Stored data:
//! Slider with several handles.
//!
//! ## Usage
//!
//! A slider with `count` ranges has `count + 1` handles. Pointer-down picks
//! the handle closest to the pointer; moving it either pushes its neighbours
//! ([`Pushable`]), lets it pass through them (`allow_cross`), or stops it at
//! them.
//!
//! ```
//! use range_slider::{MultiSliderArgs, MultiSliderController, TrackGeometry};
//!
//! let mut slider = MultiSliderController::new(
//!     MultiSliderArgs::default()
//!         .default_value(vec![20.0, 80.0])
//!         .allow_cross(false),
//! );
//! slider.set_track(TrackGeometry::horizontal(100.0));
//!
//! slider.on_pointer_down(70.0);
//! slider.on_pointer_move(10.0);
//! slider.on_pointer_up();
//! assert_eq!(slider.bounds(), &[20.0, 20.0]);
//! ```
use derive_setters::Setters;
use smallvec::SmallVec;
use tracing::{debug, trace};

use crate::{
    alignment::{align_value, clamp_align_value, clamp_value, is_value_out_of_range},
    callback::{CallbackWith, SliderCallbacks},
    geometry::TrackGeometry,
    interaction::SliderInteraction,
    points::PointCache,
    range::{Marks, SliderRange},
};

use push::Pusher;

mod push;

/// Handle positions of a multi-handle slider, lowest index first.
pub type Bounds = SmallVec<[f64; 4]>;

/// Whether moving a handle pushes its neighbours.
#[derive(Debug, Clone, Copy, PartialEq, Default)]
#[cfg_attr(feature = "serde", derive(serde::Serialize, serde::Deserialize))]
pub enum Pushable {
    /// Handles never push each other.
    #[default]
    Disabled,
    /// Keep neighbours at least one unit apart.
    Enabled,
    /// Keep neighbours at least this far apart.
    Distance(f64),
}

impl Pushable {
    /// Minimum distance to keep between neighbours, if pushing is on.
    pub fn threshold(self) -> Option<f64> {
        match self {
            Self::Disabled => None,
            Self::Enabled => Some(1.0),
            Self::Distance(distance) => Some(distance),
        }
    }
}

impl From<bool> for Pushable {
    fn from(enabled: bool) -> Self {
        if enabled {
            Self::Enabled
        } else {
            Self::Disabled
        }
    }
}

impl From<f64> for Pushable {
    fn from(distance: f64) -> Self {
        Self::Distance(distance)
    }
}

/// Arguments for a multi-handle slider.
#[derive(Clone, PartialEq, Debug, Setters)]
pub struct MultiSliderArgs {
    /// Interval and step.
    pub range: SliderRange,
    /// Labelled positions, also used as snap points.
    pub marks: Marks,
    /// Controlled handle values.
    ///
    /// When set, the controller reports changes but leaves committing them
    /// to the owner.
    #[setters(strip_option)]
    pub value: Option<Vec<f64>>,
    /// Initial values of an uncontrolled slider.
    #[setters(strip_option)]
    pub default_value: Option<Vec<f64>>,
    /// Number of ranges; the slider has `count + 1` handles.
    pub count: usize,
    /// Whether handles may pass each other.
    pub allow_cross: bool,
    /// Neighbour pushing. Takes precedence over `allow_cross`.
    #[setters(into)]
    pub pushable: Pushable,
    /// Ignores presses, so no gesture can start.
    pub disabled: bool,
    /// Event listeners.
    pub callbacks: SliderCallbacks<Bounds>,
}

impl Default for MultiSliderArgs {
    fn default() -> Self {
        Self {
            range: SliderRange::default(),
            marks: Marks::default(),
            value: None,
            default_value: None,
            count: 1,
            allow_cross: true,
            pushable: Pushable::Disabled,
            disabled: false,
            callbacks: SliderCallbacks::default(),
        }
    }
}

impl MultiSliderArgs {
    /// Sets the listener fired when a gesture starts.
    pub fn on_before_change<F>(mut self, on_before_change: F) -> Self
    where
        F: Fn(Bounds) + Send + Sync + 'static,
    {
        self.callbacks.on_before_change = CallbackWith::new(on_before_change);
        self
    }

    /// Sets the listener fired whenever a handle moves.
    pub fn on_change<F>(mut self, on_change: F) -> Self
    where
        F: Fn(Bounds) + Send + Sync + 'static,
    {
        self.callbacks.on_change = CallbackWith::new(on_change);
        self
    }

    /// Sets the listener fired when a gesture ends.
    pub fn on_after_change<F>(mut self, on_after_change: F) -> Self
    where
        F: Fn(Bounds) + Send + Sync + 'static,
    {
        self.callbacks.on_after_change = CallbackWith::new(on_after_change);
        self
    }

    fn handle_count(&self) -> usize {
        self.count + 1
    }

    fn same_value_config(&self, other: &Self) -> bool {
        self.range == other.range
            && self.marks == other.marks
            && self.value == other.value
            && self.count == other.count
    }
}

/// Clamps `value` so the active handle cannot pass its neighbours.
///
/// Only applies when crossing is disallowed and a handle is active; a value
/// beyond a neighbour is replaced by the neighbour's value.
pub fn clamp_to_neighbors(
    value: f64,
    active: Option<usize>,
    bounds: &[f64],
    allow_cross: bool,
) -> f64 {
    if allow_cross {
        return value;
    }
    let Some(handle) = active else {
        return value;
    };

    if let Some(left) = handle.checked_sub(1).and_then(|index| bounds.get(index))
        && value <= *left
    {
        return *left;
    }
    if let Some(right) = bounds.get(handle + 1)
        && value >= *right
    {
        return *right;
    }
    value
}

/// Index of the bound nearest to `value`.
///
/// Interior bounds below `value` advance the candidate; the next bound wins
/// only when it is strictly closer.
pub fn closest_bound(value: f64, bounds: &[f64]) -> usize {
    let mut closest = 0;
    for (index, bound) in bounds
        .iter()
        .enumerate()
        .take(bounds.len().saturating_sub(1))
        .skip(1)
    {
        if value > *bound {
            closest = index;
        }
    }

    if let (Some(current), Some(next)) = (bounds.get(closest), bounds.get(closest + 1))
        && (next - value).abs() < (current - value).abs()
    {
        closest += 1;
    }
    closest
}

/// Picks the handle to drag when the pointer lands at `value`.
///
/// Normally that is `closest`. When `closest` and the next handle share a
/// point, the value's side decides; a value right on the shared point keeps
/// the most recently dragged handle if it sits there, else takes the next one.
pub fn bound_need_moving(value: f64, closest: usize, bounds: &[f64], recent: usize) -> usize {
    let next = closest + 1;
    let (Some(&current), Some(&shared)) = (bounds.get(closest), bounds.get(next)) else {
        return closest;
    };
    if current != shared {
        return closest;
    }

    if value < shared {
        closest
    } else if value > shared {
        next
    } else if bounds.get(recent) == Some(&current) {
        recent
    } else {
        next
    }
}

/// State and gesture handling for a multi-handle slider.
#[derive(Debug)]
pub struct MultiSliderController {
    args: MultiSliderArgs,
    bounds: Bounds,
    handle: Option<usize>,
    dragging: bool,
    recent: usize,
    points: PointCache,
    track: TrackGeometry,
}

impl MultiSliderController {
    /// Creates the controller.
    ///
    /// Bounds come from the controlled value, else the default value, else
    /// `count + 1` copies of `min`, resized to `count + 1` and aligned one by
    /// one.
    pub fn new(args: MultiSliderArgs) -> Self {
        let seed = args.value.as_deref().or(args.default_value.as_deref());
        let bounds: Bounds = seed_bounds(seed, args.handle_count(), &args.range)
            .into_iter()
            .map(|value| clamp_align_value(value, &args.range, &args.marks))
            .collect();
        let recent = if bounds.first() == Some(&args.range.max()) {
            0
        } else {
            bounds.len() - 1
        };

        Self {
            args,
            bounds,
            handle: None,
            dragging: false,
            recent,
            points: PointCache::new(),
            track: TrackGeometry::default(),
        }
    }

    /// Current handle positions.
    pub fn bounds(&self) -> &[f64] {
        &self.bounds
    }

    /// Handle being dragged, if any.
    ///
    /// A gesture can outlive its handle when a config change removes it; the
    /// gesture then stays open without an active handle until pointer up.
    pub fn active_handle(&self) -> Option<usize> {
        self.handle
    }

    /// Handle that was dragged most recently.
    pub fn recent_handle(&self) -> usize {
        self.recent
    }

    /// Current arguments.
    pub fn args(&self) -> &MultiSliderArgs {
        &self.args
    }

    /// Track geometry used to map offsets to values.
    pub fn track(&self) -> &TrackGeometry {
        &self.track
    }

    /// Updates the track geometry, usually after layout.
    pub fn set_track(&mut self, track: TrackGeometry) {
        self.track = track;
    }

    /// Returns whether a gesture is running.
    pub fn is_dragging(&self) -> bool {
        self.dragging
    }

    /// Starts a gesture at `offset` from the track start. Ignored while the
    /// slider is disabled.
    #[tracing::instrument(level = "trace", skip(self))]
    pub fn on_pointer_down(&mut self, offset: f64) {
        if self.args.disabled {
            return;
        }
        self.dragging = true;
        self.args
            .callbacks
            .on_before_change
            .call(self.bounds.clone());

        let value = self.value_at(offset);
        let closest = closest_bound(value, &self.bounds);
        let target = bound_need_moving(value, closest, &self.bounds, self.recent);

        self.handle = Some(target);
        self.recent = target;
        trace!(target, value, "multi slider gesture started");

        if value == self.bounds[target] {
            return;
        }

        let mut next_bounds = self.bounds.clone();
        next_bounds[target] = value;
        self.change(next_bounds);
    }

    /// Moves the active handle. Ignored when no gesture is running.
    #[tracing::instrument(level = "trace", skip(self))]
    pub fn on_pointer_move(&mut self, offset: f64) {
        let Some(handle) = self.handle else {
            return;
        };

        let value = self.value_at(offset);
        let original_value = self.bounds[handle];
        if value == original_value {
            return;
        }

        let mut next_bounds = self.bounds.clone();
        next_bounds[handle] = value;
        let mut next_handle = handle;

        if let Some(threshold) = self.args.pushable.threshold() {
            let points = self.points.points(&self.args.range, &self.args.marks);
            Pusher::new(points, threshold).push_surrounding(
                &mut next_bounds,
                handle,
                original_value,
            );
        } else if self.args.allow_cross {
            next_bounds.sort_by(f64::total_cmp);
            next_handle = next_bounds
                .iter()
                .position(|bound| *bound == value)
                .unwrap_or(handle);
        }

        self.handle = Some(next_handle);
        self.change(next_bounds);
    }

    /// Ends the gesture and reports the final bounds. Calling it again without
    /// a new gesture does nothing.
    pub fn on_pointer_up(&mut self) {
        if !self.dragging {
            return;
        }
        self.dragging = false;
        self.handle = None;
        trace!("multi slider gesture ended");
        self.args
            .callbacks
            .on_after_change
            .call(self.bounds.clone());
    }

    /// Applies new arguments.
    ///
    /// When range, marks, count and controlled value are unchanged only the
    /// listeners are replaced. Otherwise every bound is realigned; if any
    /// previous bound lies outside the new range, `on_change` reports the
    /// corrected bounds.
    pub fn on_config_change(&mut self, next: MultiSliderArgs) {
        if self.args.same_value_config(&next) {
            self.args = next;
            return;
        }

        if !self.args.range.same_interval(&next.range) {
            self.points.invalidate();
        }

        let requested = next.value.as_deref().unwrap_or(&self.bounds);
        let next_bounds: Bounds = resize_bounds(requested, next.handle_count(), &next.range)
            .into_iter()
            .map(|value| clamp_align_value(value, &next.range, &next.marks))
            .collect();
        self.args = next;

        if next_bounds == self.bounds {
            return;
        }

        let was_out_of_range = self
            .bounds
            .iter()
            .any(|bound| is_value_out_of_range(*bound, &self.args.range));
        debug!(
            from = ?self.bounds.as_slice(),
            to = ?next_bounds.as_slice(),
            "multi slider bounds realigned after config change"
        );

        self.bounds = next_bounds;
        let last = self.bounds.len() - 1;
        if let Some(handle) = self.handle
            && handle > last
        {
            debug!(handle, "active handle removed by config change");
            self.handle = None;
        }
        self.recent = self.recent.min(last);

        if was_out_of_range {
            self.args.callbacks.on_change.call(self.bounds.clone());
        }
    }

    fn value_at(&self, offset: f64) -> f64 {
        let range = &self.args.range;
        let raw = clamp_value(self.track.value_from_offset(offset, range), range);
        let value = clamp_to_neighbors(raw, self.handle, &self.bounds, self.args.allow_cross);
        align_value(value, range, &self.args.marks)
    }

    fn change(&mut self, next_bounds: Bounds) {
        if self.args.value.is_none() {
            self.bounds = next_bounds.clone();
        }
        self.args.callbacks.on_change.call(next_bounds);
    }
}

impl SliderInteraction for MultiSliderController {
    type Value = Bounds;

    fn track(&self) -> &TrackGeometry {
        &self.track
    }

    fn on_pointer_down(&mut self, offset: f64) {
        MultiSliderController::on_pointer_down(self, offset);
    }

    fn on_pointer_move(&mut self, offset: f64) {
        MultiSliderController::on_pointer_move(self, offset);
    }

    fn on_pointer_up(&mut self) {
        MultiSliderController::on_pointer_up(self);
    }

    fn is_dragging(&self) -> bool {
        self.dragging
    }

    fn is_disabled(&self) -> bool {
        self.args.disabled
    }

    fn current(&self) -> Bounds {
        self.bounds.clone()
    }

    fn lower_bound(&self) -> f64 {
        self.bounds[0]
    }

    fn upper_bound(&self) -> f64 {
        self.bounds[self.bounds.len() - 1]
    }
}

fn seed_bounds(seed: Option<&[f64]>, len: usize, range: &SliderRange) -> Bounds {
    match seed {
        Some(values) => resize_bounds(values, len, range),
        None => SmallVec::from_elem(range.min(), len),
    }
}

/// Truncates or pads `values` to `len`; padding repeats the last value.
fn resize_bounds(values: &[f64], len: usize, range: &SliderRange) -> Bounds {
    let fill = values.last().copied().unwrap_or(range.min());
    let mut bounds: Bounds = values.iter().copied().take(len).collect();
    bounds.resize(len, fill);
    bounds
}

*TASK DESCRIPTION:*
What are the lines of the data above that include the string "each"? Copy them.

*ANSWER:*
    /// Handles never push each other.
    /// Whether handles may pass each other.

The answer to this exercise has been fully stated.